Z Kijowa do Warszawy, z Wrocławia do Łomży
Ola zbiera wybrane folderki i gadżety ze stoisk, wśród których są dwie uczelnie z Łomży: WSA z pisakami oraz PWSIiP z mini robotami i jabłkami, zielonymi, dla podreperowania nastroju. Marcin zaprosił ją na mecz na stadion o godz. 14 w niedzielę, acz bez pewności, że dziewczyna skorzysta, oboje mają przecież sympatię. - Na uczelni widzę znajome twarze, napotkane na targach w Kijowie i Lwowie – śmieje się 26-letni Denis Żukow, który w Polsce uczył się polskiego w Wyższej Szkole Finansów i Zarządzania w Warszawie. Ma czwarty język (zna ukraiński, rosyjski i angielski) i plan, by rozwinąć niemiecki. - Niektórzy studenci potrzebują dyplomu, by mieć dokument. Mnie bardziej interesuje wiedza i możliwość kontaktu z praktykami, z ludźmi, mającymi doświadczenie w branży. Wiedza i kontakty z prowadzącymi i zakładającymi firmy dają przygotowanie ścieżki zawodowej.

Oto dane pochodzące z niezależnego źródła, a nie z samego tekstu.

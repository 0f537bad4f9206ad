use crate::bytecode::ir::CodeObject;
use crate::bytecode::op::{BinOp, CmpOp, Op, Opcode, split_argspec};
use crate::lang::value::Const;
use std::collections::{BTreeSet, HashMap};
use std::fmt::Write;

/// Print disassembly of a code object and every code object nested in its
/// constants.
pub fn print_code(code: &CodeObject) {
    print!("{}", disassemble(code));
}

/// Return disassembly as a String
pub fn disassemble(code: &CodeObject) -> String {
    let mut output = String::new();
    write_code_object(&mut output, code, 0);
    output
}

fn write_code_object(out: &mut String, code: &CodeObject, indent: usize) {
    let prefix = "  ".repeat(indent);

    let _ = writeln!(out, "{}════════════════════════════════════════", prefix);
    let _ = writeln!(out, "{} {} ({}:{})", prefix, code.name, code.filename, code.firstlineno);
    let _ = writeln!(
        out,
        "{} {} instructions, stack {}, flags {}",
        prefix,
        code.code.len(),
        code.stacksize,
        code.flags
    );
    if !code.varnames.is_empty() {
        let _ = writeln!(
            out,
            "{} args {:?}, locals {:?}",
            prefix,
            &code.varnames[..code.argcount as usize],
            &code.varnames[code.argcount as usize..]
        );
    }
    if !code.freevars.is_empty() {
        let _ = writeln!(out, "{} free {:?}", prefix, code.freevars);
    }
    let _ = writeln!(out, "{}════════════════════════════════════════", prefix);

    let jump_targets = collect_jump_targets(code);
    let mut line = None;

    for (ip, ins) in code.code.iter().enumerate() {
        let this_line = code.line_for(ip);
        let line_col = if line != Some(this_line) {
            line = Some(this_line);
            format!("{:>4}", this_line)
        } else {
            "    ".to_string()
        };

        let marker = if jump_targets.contains(&ip) { "►" } else { " " };
        let _ = write!(out, "{}{} {:04} {} {:<18}", prefix, line_col, ip, marker, ins.opcode.name());

        let operand = describe_arg(code, ip);
        if operand.is_empty() {
            let _ = writeln!(out);
        } else {
            let _ = writeln!(out, " {}", operand);
        }
    }
    let _ = writeln!(out);

    for konst in &code.consts {
        if let Const::Code(inner) = konst {
            write_code_object(out, inner, indent + 1);
        }
    }
}

fn collect_jump_targets(code: &CodeObject) -> BTreeSet<usize> {
    (0..code.code.len())
        .filter_map(|ip| code.jump_target(ip))
        .collect()
}

/// Argument column: the raw argument and what it refers to.
fn describe_arg(code: &CodeObject, ip: usize) -> String {
    let ins = code.code[ip];
    let arg = ins.arg;
    let pooled = |pool: &[String]| match pool.get(arg as usize) {
        Some(name) => format!("{:<4} ({})", arg, name),
        None => format!("{:<4} (<bad index>)", arg),
    };

    use Opcode::*;
    match ins.opcode {
        LoadConst => match code.consts.get(arg as usize) {
            Some(c) => format!("{:<4} ({})", arg, c),
            None => format!("{:<4} (<bad index>)", arg),
        },
        LoadFast | StoreFast | DeleteFast => pooled(&code.varnames),
        LoadName | StoreName | DeleteName | LoadGlobal | StoreGlobal | DeleteGlobal
        | LoadAttr | StoreAttr => pooled(&code.names),
        LoadDeref => pooled(&code.freevars),
        BinaryOp => match BinOp::from_arg(arg) {
            Some(op) => format!("{:<4} ({})", arg, op.symbol()),
            None => format!("{:<4} (?)", arg),
        },
        CompareOp => match CmpOp::from_arg(arg) {
            Some(op) => format!("{:<4} ({})", arg, op.symbol()),
            None => format!("{:<4} (?)", arg),
        },
        CallFunction | CallFunctionVar => {
            let (args, kwds) = split_argspec(arg);
            format!("{:<4} ({} positional, {} keyword)", arg, args, kwds)
        }
        BuildTuple | BuildList | BuildMap | UnpackSequence | MakeFunction | RaiseVarargs => {
            arg.to_string()
        }
        _ => match code.jump_target(ip) {
            Some(target) if ins.opcode.is_relative_jump() => {
                format!("{:<4} (to {:04})", arg, target)
            }
            Some(target) => {
                let direction = if target <= ip { "↑" } else { "↓" };
                format!("{:<4} {} (to {:04})", arg, direction, target)
            }
            None => String::new(),
        },
    }
}

/// Symbolic stream listing, one op per line, labels flush left.
pub fn format_ops(ops: &[Op]) -> String {
    let mut out = String::new();
    for op in ops {
        match op {
            Op::Label(label) => {
                let _ = writeln!(out, "{}:", label);
            }
            Op::SetLineno(line) => {
                let _ = writeln!(out, "    ; line {}", line);
            }
            other => {
                let _ = writeln!(out, "    {:?}", other);
            }
        }
    }
    out
}

// =============================================================================
// Statistics
// =============================================================================

/// Opcode frequencies over a code object and its nested code constants.
pub fn count_opcodes(code: &CodeObject) -> HashMap<&'static str, usize> {
    let mut counts = HashMap::new();
    count_into(code, &mut counts);
    counts
}

fn count_into(code: &CodeObject, counts: &mut HashMap<&'static str, usize>) {
    for ins in &code.code {
        *counts.entry(ins.opcode.name()).or_insert(0) += 1;
    }
    for konst in &code.consts {
        if let Const::Code(inner) = konst {
            count_into(inner, counts);
        }
    }
}
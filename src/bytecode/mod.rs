pub mod assemble;
pub mod assemble_error;
pub mod codegen;
pub mod disasm;
pub mod instrument;
pub mod ir;
pub mod label;
pub mod op;
pub mod rewrite;
pub mod stack_check;

pub use assemble::CodeMeta;
pub use assemble_error::AssembleError;
pub use codegen::CodeGenerator;
pub use ir::{CodeFlags, CodeObject, Instruction};
pub use label::Label;
pub use op::{Op, Opcode};
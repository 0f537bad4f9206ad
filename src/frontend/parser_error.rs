/// Why a fragment could not be compiled, with its source location.
///
/// `line` and `col` are 1-based. Errors found past the last token point at
/// the last token consumed so locations are never `0:0`.
#[derive(Debug, Clone, PartialEq)]
pub struct FragmentError {
    pub message: String,
    pub line: usize,
    pub col: usize,
}

impl FragmentError {
    pub fn new(message: impl Into<String>, line: usize, col: usize) -> Self {
        Self {
            message: message.into(),
            line,
            col,
        }
    }
}

impl std::fmt::Display for FragmentError {
    /// Formats as `line:col: message` for CLI-friendly diagnostics.
    fn fmt(&self, f: &mut std::fmt::Formatter<'_>) -> std::fmt::Result {
        write!(f, "{}:{}: {}", self.line, self.col, self.message)
    }
}

impl std::error::Error for FragmentError {}
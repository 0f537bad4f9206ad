use crate::bytecode::label::{Label, LabelAllocator};
use crate::bytecode::op::{BinOp, CmpOp, Op, Opcode, split_argspec};
use crate::lang::value::Const;
use serde::{Deserialize, Serialize};
use std::collections::BTreeMap;

/// A serialized instruction: opcode plus one integer argument.
///
/// The meaning of `arg` depends on the opcode: a pool index for constant and
/// name access, a count for builds and calls, an offset for jumps, and zero
/// when the opcode takes no argument.
#[derive(Debug, Clone, Copy, PartialEq, Eq, Serialize, Deserialize)]
pub struct Instruction {
    pub opcode: Opcode,
    pub arg: u32,
}

impl Instruction {
    pub fn new(opcode: Opcode, arg: u32) -> Self {
        Self { opcode, arg }
    }

    /// Absolute jump target of this instruction when it sits at `index`.
    pub fn target(self, index: usize) -> Option<usize> {
        if self.opcode.is_relative_jump() {
            Some(index + 1 + self.arg as usize)
        } else if self.opcode.is_absolute_jump() {
            Some(self.arg as usize)
        } else {
            None
        }
    }
}

/// Code object flag bits.
#[derive(Debug, Clone, Copy, PartialEq, Eq, Default, Serialize, Deserialize)]
pub struct CodeFlags(u32);

impl CodeFlags {
    /// Locals live in fast slots.
    pub const OPTIMIZED: CodeFlags = CodeFlags(0x01);
    /// Each call gets a fresh name namespace.
    pub const NEWLOCALS: CodeFlags = CodeFlags(0x02);
    /// The last-but-optional parameter collects extra positional arguments.
    pub const VARARGS: CodeFlags = CodeFlags(0x04);
    /// The last parameter collects extra keyword arguments.
    pub const VARKEYWORDS: CodeFlags = CodeFlags(0x08);
    /// No free variables.
    pub const NOFREE: CodeFlags = CodeFlags(0x40);

    pub fn empty() -> Self {
        CodeFlags(0)
    }

    pub fn bits(self) -> u32 {
        self.0
    }

    pub fn contains(self, other: CodeFlags) -> bool {
        self.0 & other.0 == other.0
    }

    pub fn insert(&mut self, other: CodeFlags) {
        self.0 |= other.0;
    }
}

impl std::ops::BitOr for CodeFlags {
    type Output = CodeFlags;

    fn bitor(self, rhs: CodeFlags) -> CodeFlags {
        CodeFlags(self.0 | rhs.0)
    }
}

impl std::fmt::Display for CodeFlags {
    fn fmt(&self, f: &mut std::fmt::Formatter<'_>) -> std::fmt::Result {
        let names = [
            (CodeFlags::OPTIMIZED, "OPTIMIZED"),
            (CodeFlags::NEWLOCALS, "NEWLOCALS"),
            (CodeFlags::VARARGS, "VARARGS"),
            (CodeFlags::VARKEYWORDS, "VARKEYWORDS"),
            (CodeFlags::NOFREE, "NOFREE"),
        ];
        let set: Vec<&str> = names
            .iter()
            .filter(|(flag, _)| self.contains(*flag))
            .map(|(_, name)| *name)
            .collect();
        if set.is_empty() {
            write!(f, "0")
        } else {
            write!(f, "{}", set.join(" | "))
        }
    }
}

/// A finished, loadable executable unit.
///
/// Produced once by `CodeGenerator::to_code` and never mutated afterwards.
#[derive(Debug, Clone, PartialEq, Serialize, Deserialize)]
pub struct CodeObject {
    /// Positional parameters, not counting `*args` / `**kwargs`.
    pub argcount: u32,
    /// Number of fast local slots (`varnames.len()`).
    pub nlocals: u32,
    /// Deepest value stack any path through `code` reaches.
    pub stacksize: u32,
    pub flags: CodeFlags,
    pub code: Vec<Instruction>,
    pub consts: Vec<Const>,
    /// Names used by dynamic, global and attribute access.
    pub names: Vec<String>,
    /// Fast local names, parameters first.
    pub varnames: Vec<String>,
    pub freevars: Vec<String>,
    pub filename: String,
    pub name: String,
    pub firstlineno: u32,
    /// `(instruction index, line)` pairs in increasing index order.
    pub lnotab: Vec<(u32, u32)>,
    pub docstring: Option<String>,
}

#[derive(Debug, Clone, PartialEq)]
pub struct DecodeError {
    pub index: usize,
    pub message: String,
}

impl std::fmt::Display for DecodeError {
    fn fmt(&self, f: &mut std::fmt::Formatter<'_>) -> std::fmt::Result {
        write!(f, "decode error at {}: {}", self.index, self.message)
    }
}

impl std::error::Error for DecodeError {}

impl CodeObject {
    /// Deterministic binary encoding.
    pub fn to_bytes(&self) -> Result<Vec<u8>, postcard::Error> {
        postcard::to_allocvec(self)
    }

    pub fn from_bytes(bytes: &[u8]) -> Result<Self, postcard::Error> {
        postcard::from_bytes(bytes)
    }

    /// Source line of the instruction at `index`.
    pub fn line_for(&self, index: usize) -> u32 {
        let mut line = self.firstlineno;
        for &(at, l) in &self.lnotab {
            if at as usize > index {
                break;
            }
            line = l;
        }
        line
    }

    /// Absolute target of the jump at `index`, if that instruction is a jump.
    pub fn jump_target(&self, index: usize) -> Option<usize> {
        self.code.get(index)?.target(index)
    }

    /// Rebuild a symbolic instruction stream from this code object.
    ///
    /// Each distinct jump target gets a fresh label from `labels`, placed as a
    /// marker before the target; line-table entries become `SetLineno`
    /// markers. The stream always opens with a line marker.
    pub fn to_ops(&self, labels: &mut LabelAllocator) -> Result<Vec<Op>, DecodeError> {
        let mut targets: BTreeMap<usize, Label> = BTreeMap::new();
        for index in 0..self.code.len() {
            if let Some(target) = self.jump_target(index) {
                if target > self.code.len() {
                    return Err(DecodeError {
                        index,
                        message: format!("jump target {} is out of range", target),
                    });
                }
                targets.entry(target).or_insert_with(|| labels.fresh());
            }
        }

        let lines: BTreeMap<usize, u32> = self
            .lnotab
            .iter()
            .map(|&(at, line)| (at as usize, line))
            .collect();

        let mut ops = Vec::with_capacity(self.code.len() + lines.len() + targets.len() + 1);
        for (index, ins) in self.code.iter().enumerate() {
            if let Some(label) = targets.get(&index) {
                ops.push(Op::Label(*label));
            }
            match lines.get(&index) {
                Some(line) => ops.push(Op::SetLineno(*line)),
                None if index == 0 => ops.push(Op::SetLineno(self.firstlineno)),
                None => {}
            }
            ops.push(self.decode(index, *ins, &targets)?);
        }
        if self.code.is_empty() {
            ops.push(Op::SetLineno(self.firstlineno));
        }
        if let Some(label) = targets.get(&self.code.len()) {
            ops.push(Op::Label(*label));
        }

        Ok(ops)
    }

    fn decode(
        &self,
        index: usize,
        ins: Instruction,
        targets: &BTreeMap<usize, Label>,
    ) -> Result<Op, DecodeError> {
        let arg = ins.arg;
        let err = |message: String| DecodeError { index, message };

        let name = |pool: &[String], what: &str| -> Result<String, DecodeError> {
            pool.get(arg as usize)
                .cloned()
                .ok_or_else(|| err(format!("{} index {} out of range", what, arg)))
        };
        let label = || -> Result<Label, DecodeError> {
            self.jump_target(index)
                .and_then(|t| targets.get(&t).copied())
                .ok_or_else(|| err("unresolved jump target".to_string()))
        };

        use Opcode as C;
        Ok(match ins.opcode {
            C::PopTop => Op::PopTop,
            C::RotTwo => Op::RotTwo,
            C::RotThree => Op::RotThree,
            C::DupTop => Op::DupTop,
            C::DupTopTwo => Op::DupTopTwo,
            C::LoadConst => Op::LoadConst(
                self.consts
                    .get(arg as usize)
                    .cloned()
                    .ok_or_else(|| err(format!("const index {} out of range", arg)))?,
            ),
            C::LoadFast => Op::LoadFast(name(&self.varnames, "varname")?),
            C::StoreFast => Op::StoreFast(name(&self.varnames, "varname")?),
            C::DeleteFast => Op::DeleteFast(name(&self.varnames, "varname")?),
            C::LoadName => Op::LoadName(name(&self.names, "name")?),
            C::StoreName => Op::StoreName(name(&self.names, "name")?),
            C::DeleteName => Op::DeleteName(name(&self.names, "name")?),
            C::LoadGlobal => Op::LoadGlobal(name(&self.names, "name")?),
            C::StoreGlobal => Op::StoreGlobal(name(&self.names, "name")?),
            C::DeleteGlobal => Op::DeleteGlobal(name(&self.names, "name")?),
            C::LoadDeref => Op::LoadDeref(name(&self.freevars, "freevar")?),
            C::LoadAttr => Op::LoadAttr(name(&self.names, "name")?),
            C::StoreAttr => Op::StoreAttr(name(&self.names, "name")?),
            C::BuildTuple => Op::BuildTuple(arg),
            C::BuildList => Op::BuildList(arg),
            C::BuildMap => Op::BuildMap(arg),
            C::StoreMap => Op::StoreMap,
            C::BinarySubscr => Op::BinarySubscr,
            C::StoreSubscr => Op::StoreSubscr,
            C::UnpackSequence => Op::UnpackSequence(arg),
            C::BinaryOp => Op::BinaryOp(
                BinOp::from_arg(arg).ok_or_else(|| err(format!("unknown operator {}", arg)))?,
            ),
            C::CompareOp => Op::CompareOp(
                CmpOp::from_arg(arg).ok_or_else(|| err(format!("unknown comparison {}", arg)))?,
            ),
            C::UnaryNot => Op::UnaryNot,
            C::UnaryNegative => Op::UnaryNegative,
            C::MakeFunction => Op::MakeFunction(arg),
            C::CallFunction => {
                let (args, kwds) = split_argspec(arg);
                Op::CallFunction { args, kwds }
            }
            C::CallFunctionVar => {
                let (args, kwds) = split_argspec(arg);
                Op::CallFunctionVar { args, kwds }
            }
            C::JumpForward => Op::JumpForward(label()?),
            C::JumpAbsolute => Op::JumpAbsolute(label()?),
            C::PopJumpIfFalse => Op::PopJumpIfFalse(label()?),
            C::PopJumpIfTrue => Op::PopJumpIfTrue(label()?),
            C::SetupExcept => Op::SetupExcept(label()?),
            C::SetupLoop => Op::SetupLoop(label()?),
            C::PopBlock => Op::PopBlock,
            C::GetIter => Op::GetIter,
            C::ForIter => Op::ForIter(label()?),
            C::RaiseVarargs => Op::RaiseVarargs(arg),
            C::EndFinally => Op::EndFinally,
            C::ReturnValue => Op::ReturnValue,
        })
    }
}

#[cfg(test)]
mod tests {
    use super::*;

    fn unit(code: Vec<Instruction>) -> CodeObject {
        CodeObject {
            argcount: 0,
            nlocals: 0,
            stacksize: 1,
            flags: CodeFlags::NOFREE,
            code,
            consts: vec![Const::None, Const::Integer(7)],
            names: vec!["x".to_string()],
            varnames: vec![],
            freevars: vec![],
            filename: "<test>".to_string(),
            name: "t".to_string(),
            firstlineno: 1,
            lnotab: vec![(0, 1), (2, 2)],
            docstring: None,
        }
    }

    #[test]
    fn test_flags() {
        let flags = CodeFlags::OPTIMIZED | CodeFlags::VARARGS;
        assert!(flags.contains(CodeFlags::VARARGS));
        assert!(!flags.contains(CodeFlags::NEWLOCALS));
        assert_eq!(flags.bits(), 0x05);
        assert_eq!(flags.to_string(), "OPTIMIZED | VARARGS");
        assert_eq!(CodeFlags::empty().to_string(), "0");
    }

    #[test]
    fn test_line_for() {
        let code = unit(vec![
            Instruction::new(Opcode::LoadConst, 1),
            Instruction::new(Opcode::StoreName, 0),
            Instruction::new(Opcode::LoadConst, 0),
            Instruction::new(Opcode::ReturnValue, 0),
        ]);
        assert_eq!(code.line_for(0), 1);
        assert_eq!(code.line_for(1), 1);
        assert_eq!(code.line_for(3), 2);
    }

    #[test]
    fn test_to_ops_places_lines_and_labels() {
        let code = unit(vec![
            Instruction::new(Opcode::LoadName, 0),
            Instruction::new(Opcode::PopJumpIfFalse, 3),
            Instruction::new(Opcode::LoadConst, 1),
            Instruction::new(Opcode::ReturnValue, 0),
        ]);
        let mut labels = LabelAllocator::new();
        let ops = code.to_ops(&mut labels).unwrap();

        let l = match ops[2] {
            Op::PopJumpIfFalse(l) => l,
            ref other => panic!("unexpected {:?}", other),
        };
        assert_eq!(
            ops,
            vec![
                Op::SetLineno(1),
                Op::LoadName("x".to_string()),
                Op::PopJumpIfFalse(l),
                Op::SetLineno(2),
                Op::LoadConst(Const::Integer(7)),
                Op::Label(l),
                Op::ReturnValue,
            ]
        );
    }

    #[test]
    fn test_to_ops_rejects_bad_pool_index() {
        let code = unit(vec![Instruction::new(Opcode::LoadFast, 0)]);
        let err = code.to_ops(&mut LabelAllocator::new()).unwrap_err();
        assert_eq!(err.index, 0);
        assert!(err.message.contains("varname"));
    }

    #[test]
    fn test_bytes_round_trip() {
        let code = unit(vec![
            Instruction::new(Opcode::LoadConst, 0),
            Instruction::new(Opcode::ReturnValue, 0),
        ]);
        let bytes = code.to_bytes().unwrap();
        assert_eq!(CodeObject::from_bytes(&bytes).unwrap(), code);
    }
}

W sali gimnastycznej III LO, gdzie rozstawiono rzędy krzeseł dla uczniów, słuchających prezentacji uczelni, zwracał uwagę podskakujący przy mównicy młodzian, klaszczący i zachęcający młodzież do klaskania dla „aktywizacji”. Mateusz Brzostowski (lat 28) to absolwent Politechniki Gdańskiej (inżynier) i Politechniki Wrocławskiej (magister) z elektrotechniki oraz „Mechaniaka” w Łomży z elektroniki. - Mam dość wielkich miast, wychowałem się na wsi 20 km od Łomży, najeździłem się po świecie, do Anglii i Norwegii – tłumaczy motywy decyzji o powrocie. - Chcę się ustabilizować, więc poprosiłem pracodawcę z Rzeszowa, światową firmę gier, o umożliwienie pracy w rodzinnych stronach. Wykształcę młodych, by zostali programistami, nie wyjeżdżając do Gdańska i Wrocławia.